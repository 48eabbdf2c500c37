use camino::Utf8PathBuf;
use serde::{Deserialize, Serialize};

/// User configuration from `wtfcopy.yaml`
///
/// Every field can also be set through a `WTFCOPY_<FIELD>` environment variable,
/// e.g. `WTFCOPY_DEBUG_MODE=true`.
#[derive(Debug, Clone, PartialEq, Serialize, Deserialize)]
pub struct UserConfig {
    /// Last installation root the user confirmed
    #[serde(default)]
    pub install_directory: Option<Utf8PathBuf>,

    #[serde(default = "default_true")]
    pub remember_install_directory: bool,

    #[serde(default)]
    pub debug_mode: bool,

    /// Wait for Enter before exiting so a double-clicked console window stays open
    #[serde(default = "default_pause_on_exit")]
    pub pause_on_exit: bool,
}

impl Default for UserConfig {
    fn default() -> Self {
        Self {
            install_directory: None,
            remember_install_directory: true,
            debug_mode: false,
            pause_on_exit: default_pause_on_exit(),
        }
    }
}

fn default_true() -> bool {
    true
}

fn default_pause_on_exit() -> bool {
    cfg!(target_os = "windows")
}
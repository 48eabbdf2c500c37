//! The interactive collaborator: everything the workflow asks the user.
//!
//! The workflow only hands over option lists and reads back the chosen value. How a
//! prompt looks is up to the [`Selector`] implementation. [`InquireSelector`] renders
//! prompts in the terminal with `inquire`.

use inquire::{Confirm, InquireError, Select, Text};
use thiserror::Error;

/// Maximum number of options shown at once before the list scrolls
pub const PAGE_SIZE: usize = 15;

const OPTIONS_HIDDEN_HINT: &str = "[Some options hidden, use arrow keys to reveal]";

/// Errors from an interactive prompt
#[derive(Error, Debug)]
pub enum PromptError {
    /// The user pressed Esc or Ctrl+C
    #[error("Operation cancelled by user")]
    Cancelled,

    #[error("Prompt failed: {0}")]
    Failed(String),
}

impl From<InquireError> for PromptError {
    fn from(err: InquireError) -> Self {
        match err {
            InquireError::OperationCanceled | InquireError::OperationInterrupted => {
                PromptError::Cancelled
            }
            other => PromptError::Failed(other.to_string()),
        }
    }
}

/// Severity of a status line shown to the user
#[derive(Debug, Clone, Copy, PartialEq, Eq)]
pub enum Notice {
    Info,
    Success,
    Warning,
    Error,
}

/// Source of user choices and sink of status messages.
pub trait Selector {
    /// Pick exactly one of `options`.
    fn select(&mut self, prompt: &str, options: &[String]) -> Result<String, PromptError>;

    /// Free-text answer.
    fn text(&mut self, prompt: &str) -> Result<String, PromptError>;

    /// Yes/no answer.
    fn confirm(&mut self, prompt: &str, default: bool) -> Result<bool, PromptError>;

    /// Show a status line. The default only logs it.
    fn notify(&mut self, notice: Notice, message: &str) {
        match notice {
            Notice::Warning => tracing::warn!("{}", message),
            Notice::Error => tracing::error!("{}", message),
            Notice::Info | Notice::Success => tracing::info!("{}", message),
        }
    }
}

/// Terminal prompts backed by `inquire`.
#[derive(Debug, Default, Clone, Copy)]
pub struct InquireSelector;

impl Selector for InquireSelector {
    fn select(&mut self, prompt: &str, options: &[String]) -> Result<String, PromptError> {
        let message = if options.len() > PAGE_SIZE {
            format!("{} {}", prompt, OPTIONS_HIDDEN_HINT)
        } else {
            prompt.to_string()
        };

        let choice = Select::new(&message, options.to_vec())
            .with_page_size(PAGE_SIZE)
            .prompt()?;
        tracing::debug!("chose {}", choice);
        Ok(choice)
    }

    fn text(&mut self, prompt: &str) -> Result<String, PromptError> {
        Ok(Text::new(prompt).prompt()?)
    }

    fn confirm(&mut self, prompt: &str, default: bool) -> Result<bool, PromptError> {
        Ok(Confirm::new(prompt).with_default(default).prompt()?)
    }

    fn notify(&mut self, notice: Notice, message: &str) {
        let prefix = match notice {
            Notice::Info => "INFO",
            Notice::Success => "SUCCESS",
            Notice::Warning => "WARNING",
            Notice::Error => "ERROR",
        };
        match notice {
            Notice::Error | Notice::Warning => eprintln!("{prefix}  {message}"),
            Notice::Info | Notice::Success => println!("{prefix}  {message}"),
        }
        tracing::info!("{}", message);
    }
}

* * * *

• **Exercise details**
Whatever appears in the lines above should be copied exactly.

• **Solution to the problem**
repository 48eabbdf2c500c37
use camino::Utf8PathBuf;
use serde::{Deserialize, Serialize};

/// User configuration from `wtfcopy.yaml`
///
/// Every field can also be set through a `WTFCOPY_<FIELD>` environment variable,
/// e.g. `WTFCOPY_DEBUG_MODE=true`.
#[derive(Debug, Clone, PartialEq, Serialize, Deserialize)]
pub struct UserConfig {
    /// Last installation root the user confirmed
    #[serde(default)]
    pub install_directory: Option<Utf8PathBuf>,

    #[serde(default = "default_true")]
    pub remember_install_directory: bool,

    #[serde(default)]
    pub debug_mode: bool,

    /// Wait for Enter before exiting so a double-clicked console window stays open
    #[serde(default = "default_pause_on_exit")]
    pub pause_on_exit: bool,
}

impl Default for UserConfig {
    fn default() -> Self {
        Self {
            install_directory: None,
            remember_install_directory: true,
            debug_mode: false,
            pause_on_exit: default_pause_on_exit(),
        }
    }
}

fn default_true() -> bool {
    true
}

fn default_pause_on_exit() -> bool {
    cfg!(target_os = "windows")
}
repository 48eabbdf2c500c37
//! The interactive collaborator: everything the workflow asks the user.
//!
//! The workflow only hands over option lists and reads back the chosen value. How a
//! prompt looks is up to the [`Selector`] implementation. [`InquireSelector`] renders
//! prompts in the terminal with `inquire`.

use inquire::{Confirm, InquireError, Select, Text};
use thiserror::Error;

/// Maximum number of options shown at once before the list scrolls
pub const PAGE_SIZE: usize = 15;

const OPTIONS_HIDDEN_HINT: &str = "[Some options hidden, use arrow keys to reveal]";

/// Errors from an interactive prompt
#[derive(Error, Debug)]
pub enum PromptError {
    /// The user pressed Esc or Ctrl+C
    #[error("Operation cancelled by user")]
    Cancelled,

    #[error("Prompt failed: {0}")]
    Failed(String),
}

impl From<InquireError> for PromptError {
    fn from(err: InquireError) -> Self {
        match err {
            InquireError::OperationCanceled | InquireError::OperationInterrupted => {
                PromptError::Cancelled
            }
            other => PromptError::Failed(other.to_string()),
        }
    }
}

/// Severity of a status line shown to the user
#[derive(Debug, Clone, Copy, PartialEq, Eq)]
pub enum Notice {
    Info,
    Success,
    Warning,
    Error,
}

/// Source of user choices and sink of status messages.
pub trait Selector {
    /// Pick exactly one of `options`.
    fn select(&mut self, prompt: &str, options: &[String]) -> Result<String, PromptError>;

    /// Free-text answer.
    fn text(&mut self, prompt: &str) -> Result<String, PromptError>;

    /// Yes/no answer.
    fn confirm(&mut self, prompt: &str, default: bool) -> Result<bool, PromptError>;

    /// Show a status line. The default only logs it.
    fn notify(&mut self, notice: Notice, message: &str) {
        match notice {
            Notice::Warning => tracing::warn!("{}", message),
            Notice::Error => tracing::error!("{}", message),
            Notice::Info | Notice::Success => tracing::info!("{}", message),
        }
    }
}

/// Terminal prompts backed by `inquire`.
#[derive(Debug, Default, Clone, Copy)]
pub struct InquireSelector;

impl Selector for InquireSelector {
    fn select(&mut self, prompt: &str, options: &[String]) -> Result<String, PromptError> {
        let message = if options.len() > PAGE_SIZE {
            format!("{} {}", prompt, OPTIONS_HIDDEN_HINT)
        } else {
            prompt.to_string()
        };

        let choice = Select::new(&message, options.to_vec())
            .with_page_size(PAGE_SIZE)
            .prompt()?;
        tracing::debug!("chose {}", choice);
        Ok(choice)
    }

    fn text(&mut self, prompt: &str) -> Result<String, PromptError> {
        Ok(Text::new(prompt).prompt()?)
    }

    fn confirm(&mut self, prompt: &str, default: bool) -> Result<bool, PromptError> {
        Ok(Confirm::new(prompt).with_default(default).prompt()?)
    }

    fn notify(&mut self, notice: Notice, message: &str) {
        let prefix = match notice {
            Notice::Info => "INFO",
            Notice::Success => "SUCCESS",
            Notice::Warning => "WARNING",
            Notice::Error => "ERROR",
        };
        match notice {
            Notice::Error | Notice::Warning => eprintln!("{prefix}  {message}"),
            Notice::Info | Notice::Success => println!("{prefix}  {message}"),
        }
        tracing::info!("{}", message);
    }
}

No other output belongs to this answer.